§ **What you need to do**
Two lines in the data below mark the range: the one with "async fn read_field_text(field: &mut" and the one with "charity_name = read_field_text(&mut". Return both, along with every line between them, exactly.

§ **Records excerpted from a collection**
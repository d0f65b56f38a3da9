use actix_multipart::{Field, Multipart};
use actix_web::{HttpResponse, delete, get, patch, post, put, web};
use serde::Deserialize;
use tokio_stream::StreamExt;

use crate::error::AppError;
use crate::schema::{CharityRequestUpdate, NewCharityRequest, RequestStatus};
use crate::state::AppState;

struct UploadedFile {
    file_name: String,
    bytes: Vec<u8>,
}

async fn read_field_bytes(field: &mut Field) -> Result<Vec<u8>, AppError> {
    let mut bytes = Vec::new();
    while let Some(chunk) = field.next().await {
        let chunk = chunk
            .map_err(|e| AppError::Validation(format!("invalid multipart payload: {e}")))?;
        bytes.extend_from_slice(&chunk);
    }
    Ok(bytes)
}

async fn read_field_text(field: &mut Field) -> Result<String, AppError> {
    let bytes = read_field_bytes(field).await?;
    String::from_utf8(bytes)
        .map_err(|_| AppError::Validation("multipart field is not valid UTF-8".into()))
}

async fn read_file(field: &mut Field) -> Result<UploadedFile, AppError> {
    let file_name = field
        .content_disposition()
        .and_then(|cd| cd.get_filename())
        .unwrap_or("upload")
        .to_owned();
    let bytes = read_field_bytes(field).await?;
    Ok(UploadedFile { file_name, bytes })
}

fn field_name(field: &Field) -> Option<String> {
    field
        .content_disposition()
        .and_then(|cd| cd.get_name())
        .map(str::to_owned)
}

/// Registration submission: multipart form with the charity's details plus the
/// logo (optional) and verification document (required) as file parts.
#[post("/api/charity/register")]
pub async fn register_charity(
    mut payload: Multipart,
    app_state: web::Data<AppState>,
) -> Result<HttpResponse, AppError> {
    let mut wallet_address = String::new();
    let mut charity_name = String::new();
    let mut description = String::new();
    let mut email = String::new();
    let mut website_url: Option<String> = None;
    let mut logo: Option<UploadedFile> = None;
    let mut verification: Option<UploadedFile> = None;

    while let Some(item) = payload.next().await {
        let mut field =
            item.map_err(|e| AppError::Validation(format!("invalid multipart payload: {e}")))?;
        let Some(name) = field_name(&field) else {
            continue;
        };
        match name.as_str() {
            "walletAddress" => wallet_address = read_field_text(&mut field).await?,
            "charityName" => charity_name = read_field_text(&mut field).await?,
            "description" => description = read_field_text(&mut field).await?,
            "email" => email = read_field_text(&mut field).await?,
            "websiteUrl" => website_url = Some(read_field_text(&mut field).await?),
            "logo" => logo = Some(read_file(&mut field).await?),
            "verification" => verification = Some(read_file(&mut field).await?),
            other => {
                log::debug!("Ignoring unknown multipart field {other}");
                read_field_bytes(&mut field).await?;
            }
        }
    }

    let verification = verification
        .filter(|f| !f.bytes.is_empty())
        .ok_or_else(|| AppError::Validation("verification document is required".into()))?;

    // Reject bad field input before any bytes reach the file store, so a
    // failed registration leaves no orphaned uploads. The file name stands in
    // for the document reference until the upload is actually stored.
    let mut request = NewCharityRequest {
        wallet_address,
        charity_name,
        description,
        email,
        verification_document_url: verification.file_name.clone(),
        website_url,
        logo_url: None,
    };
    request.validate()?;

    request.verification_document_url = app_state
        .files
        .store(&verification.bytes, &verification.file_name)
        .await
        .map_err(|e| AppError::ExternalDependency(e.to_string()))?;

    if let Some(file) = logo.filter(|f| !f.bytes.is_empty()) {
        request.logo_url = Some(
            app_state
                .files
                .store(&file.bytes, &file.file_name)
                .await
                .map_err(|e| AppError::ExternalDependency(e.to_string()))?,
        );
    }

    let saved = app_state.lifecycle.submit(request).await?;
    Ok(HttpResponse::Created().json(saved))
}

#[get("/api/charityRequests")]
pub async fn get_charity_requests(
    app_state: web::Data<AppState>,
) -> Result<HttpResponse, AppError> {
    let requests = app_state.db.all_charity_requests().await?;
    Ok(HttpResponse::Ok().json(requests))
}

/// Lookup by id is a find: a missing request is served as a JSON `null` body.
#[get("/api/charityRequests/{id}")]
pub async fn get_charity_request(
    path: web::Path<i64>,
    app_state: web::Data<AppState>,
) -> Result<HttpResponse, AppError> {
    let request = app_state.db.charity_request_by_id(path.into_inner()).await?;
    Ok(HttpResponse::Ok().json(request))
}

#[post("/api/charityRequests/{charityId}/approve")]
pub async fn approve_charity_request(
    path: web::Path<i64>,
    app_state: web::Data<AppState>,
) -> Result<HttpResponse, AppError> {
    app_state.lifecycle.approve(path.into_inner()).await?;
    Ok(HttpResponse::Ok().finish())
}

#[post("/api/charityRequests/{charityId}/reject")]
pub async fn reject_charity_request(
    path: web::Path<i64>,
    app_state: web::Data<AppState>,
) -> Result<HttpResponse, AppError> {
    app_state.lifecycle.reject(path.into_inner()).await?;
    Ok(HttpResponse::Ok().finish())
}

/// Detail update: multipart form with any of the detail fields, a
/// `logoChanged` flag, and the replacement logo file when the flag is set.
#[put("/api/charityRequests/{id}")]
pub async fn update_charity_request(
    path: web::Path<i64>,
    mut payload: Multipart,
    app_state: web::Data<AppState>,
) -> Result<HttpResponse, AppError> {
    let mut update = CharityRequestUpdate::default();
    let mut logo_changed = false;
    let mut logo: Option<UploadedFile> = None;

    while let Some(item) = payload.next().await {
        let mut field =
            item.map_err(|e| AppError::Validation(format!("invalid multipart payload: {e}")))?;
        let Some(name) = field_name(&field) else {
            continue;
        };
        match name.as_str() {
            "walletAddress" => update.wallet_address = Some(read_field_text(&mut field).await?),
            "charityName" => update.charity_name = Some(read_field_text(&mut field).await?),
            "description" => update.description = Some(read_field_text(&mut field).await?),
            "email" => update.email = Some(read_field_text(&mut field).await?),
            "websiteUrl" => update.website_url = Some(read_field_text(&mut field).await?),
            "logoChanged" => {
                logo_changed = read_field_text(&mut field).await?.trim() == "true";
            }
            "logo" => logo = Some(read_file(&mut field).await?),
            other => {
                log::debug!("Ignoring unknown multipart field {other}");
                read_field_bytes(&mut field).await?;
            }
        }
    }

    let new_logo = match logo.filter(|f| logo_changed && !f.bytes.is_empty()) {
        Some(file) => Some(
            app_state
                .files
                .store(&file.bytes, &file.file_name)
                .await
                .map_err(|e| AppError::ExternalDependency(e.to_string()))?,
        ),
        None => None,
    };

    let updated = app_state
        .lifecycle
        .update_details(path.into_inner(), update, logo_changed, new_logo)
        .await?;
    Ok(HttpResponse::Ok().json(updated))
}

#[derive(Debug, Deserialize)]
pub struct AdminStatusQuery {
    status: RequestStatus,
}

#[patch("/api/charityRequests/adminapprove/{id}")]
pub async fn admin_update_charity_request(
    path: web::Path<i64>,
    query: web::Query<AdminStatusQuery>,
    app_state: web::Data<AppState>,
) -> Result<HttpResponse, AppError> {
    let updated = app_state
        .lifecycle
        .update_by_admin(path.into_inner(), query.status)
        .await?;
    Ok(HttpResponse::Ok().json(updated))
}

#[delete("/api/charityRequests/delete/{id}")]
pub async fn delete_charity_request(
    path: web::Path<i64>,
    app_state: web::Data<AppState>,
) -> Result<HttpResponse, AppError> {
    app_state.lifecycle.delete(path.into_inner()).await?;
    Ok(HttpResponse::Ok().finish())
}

§ **Exercise answer**
async fn read_field_text(field: &mut Field) -> Result<String, AppError> {
    let bytes = read_field_bytes(field).await?;
    String::from_utf8(bytes)
        .map_err(|_| AppError::Validation("multipart field is not valid UTF-8".into()))
}

async fn read_file(field: &mut Field) -> Result<UploadedFile, AppError> {
    let file_name = field
        .content_disposition()
        .and_then(|cd| cd.get_filename())
        .unwrap_or("upload")
        .to_owned();
    let bytes = read_field_bytes(field).await?;
    Ok(UploadedFile { file_name, bytes })
}

fn field_name(field: &Field) -> Option<String> {
    field
        .content_disposition()
        .and_then(|cd| cd.get_name())
        .map(str::to_owned)
}

/// Registration submission: multipart form with the charity's details plus the
/// logo (optional) and verification document (required) as file parts.
#[post("/api/charity/register")]
pub async fn register_charity(
    mut payload: Multipart,
    app_state: web::Data<AppState>,
) -> Result<HttpResponse, AppError> {
    let mut wallet_address = String::new();
    let mut charity_name = String::new();
    let mut description = String::new();
    let mut email = String::new();
    let mut website_url: Option<String> = None;
    let mut logo: Option<UploadedFile> = None;
    let mut verification: Option<UploadedFile> = None;

    while let Some(item) = payload.next().await {
        let mut field =
            item.map_err(|e| AppError::Validation(format!("invalid multipart payload: {e}")))?;
        let Some(name) = field_name(&field) else {
            continue;
        };
        match name.as_str() {
            "walletAddress" => wallet_address = read_field_text(&mut field).await?,
            "charityName" => charity_name = read_field_text(&mut field).await?,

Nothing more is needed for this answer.